Databases Centralized for AI Development
Samantha Hoffman
Executive Summary:
A new long-term plan to build data infrastructure calls for the construction of sector-specific databases to underpin artificial intelligence (AI) development in the People’s Republic of China (PRC). The plan is tied to a desire for social control and for achieving national security objectives through the promotion of “high quality datasets.”
The PRC has identified “physically distributed but logically centralized” data management as a central goal. Its new National Dataset Management Service Platform intends to aggregate data collected across government agencies to be used for AI model training, while centrally sanctioned data exchanges allow the government to audit and track data flows.
The datasets will also be deployed to improve the effectiveness of the social credit system and the public security apparatus through increased data-sharing across government institutions.
On June 3, 2026, the National Data Administration (NDA) issued its Implementation Plan for Promoting the Construction of High-Quality Industry Datasets (关于推进行业高质量数据集建设行动的实施方案) (NDA, June 8). The plan is focused on building the PRC’s data foundations on which artificial intelligence (AI) systems depend. It directs the construction of sector-specific datasets for AI model training across 19 sectors and five innovation areas, including healthcare, e-commerce, public security, urban governance, and social credit, as well as innovation areas such as the low-altitude economy. [1] As with all aspects of PRC data governance, commercial and administrative incentives coexist with the implementation of the Party’s social control and national security objectives.
High-Quality Datasets
The term “high-quality dataset” (高质量数据集) has a specific official definition that is both technical and political in nature.
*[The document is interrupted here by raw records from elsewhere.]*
//! Live values of registers and bit-fields, kept consistent with each other

mod field;
mod peripheral;
mod register;

pub use field::FieldModel;
pub use peripheral::PeripheralModel;
pub use register::RegisterModel;

/// Bit width of every register value
pub const REGISTER_BIT_WIDTH: u32 = 32;
//! CMSIS-SVD reader
//!
//! Flattens the device into peripherals, registers and fields. Clusters are folded into their
//! registers, which are named `CLUSTER-REG` and placed at the sum of the cluster and register
//! offsets. Arrays declared with `dim` are expanded into one item per index.

use std::{collections::HashMap, ops::RangeInclusive, path};

use crate::{
    error::{CommonParseError, Error, PositionalError, SvdParseError},
    frontend::{validate_register, ValidateLevel},
    model::{
        normalize_description, Access, BitRange, Device, EnumValue, FieldDescriptor,
        PeripheralDescriptor, RegisterDescriptor,
    },
    util,
};
use itertools::Itertools;
use lazy_static::lazy_static;
use log::{debug, info, warn};
use regex::Regex;
use roxmltree::Document;

struct XmlNode<'a, 'input>(roxmltree::Node<'a, 'input>);

impl<'a, 'input> XmlNode<'a, 'input> {
    fn find_text_by_tag_name(
        &self,
        tag: &str,
    ) -> Result<(&'a str, XmlNode<'a, 'input>), PositionalError<SvdParseError>> {
        self.maybe_find_text_by_tag_name(tag).ok_or_else(|| {
            SvdParseError::ExpectedTagInElement {
                elem_name: self.0.tag_name().name().to_owned(),
                tag: tag.to_owned(),
            }
            .with_byte_pos_range(self.0.range(), self.0.document())
        })
    }

    /// Empty elements yield an empty string
    fn maybe_find_text_by_tag_name(&self, tag: &str) -> Option<(&'a str, XmlNode<'a, 'input>)> {
        self.0
            .children()
            .find(|n| n.has_tag_name(tag))
            .map(|n| (n.text().unwrap_or_default().trim(), XmlNode(n)))
    }

    fn children_with_tag_name(&self, tag: &str) -> Vec<XmlNode<'a, 'input>> {
        self.0
            .children()
            .filter(|n| n.has_tag_name(tag))
            .map(XmlNode)
            .collect_vec()
    }

    fn description(&self) -> String {
        normalize_description(self.maybe_find_text_by_tag_name("description").map(|(s, _)| s))
    }
}

/// Add text position information to an [`SvdParseError`] converting it into a [`PositionalError`]
fn err_with_pos(e: impl Into<SvdParseError>, node: &XmlNode) -> PositionalError<SvdParseError> {
    e.into()
        .with_byte_pos_range(node.0.range(), node.0.document())
}

/// Finds a property from `node` by `tag`, calling `process` for its contents if present
fn process_prop_from_node_if_present<T, F>(
    tag: &str,
    node: &XmlNode,
    process: F,
) -> Result<Option<T>, PositionalError<SvdParseError>>
where
    F: Fn(&str) -> Result<T, SvdParseError>,
{
    node.maybe_find_text_by_tag_name(tag)
        .map(|(s, prop_node)| process(s).map_err(|e| err_with_pos(e, &prop_node)))
        .transpose()
}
According to technical standards issued in August 2025 by the “National Technical Committee 609 on Data of Standardization Administration of China” (SAC/TC609; 全国数据标准化技术委员会), a high-quality dataset is defined as a collection of data that has undergone collection, processing, and other data handling, can be directly used for developing and training AI models, and can effectively improve model performance. [2] Dataset quality is reflected across five dimensions: “large” scale, “robust” security, “correct” viewpoint, “good” results, and “wide” application, and can be measured using both static and dynamic quality evaluation methods, which are outlined below (NDA, August 2025). Data security compliance is also defined within a series of quality compliance indicators, which state that data in datasets for AI model development and training shall “not contain illegal content including content that violates socialist core values, discriminatory content, commercial violations, or content that infringes upon the legitimate rights and interests of others” (不包含违反社会主义核心价值观的内容、歧视性内容、商业违法违规、侵犯他人合法权益等非法内容) (SAC/TC609, August 2025).
The same standards establish a three-tier classification system for high-quality data, which are arranged by sensitivity. “General knowledge datasets” (通识数据集) contain knowledge accessible to the public without specialist background, sourced from encyclopedias and Internet platforms, and are rated low sensitivity. “Industry general knowledge datasets” (行业通识数据集) contain knowledge requiring professional background, sourced from academic papers, industry reports, and official documents, and are also rated low sensitivity. “Industry professional knowledge datasets” (行业专识数据集) contain knowledge requiring deep professional background and operational experience, sourced from organizations’ internal business systems and management platforms, and are rated as highly sensitive (SAC/TC609, August 29, 2025).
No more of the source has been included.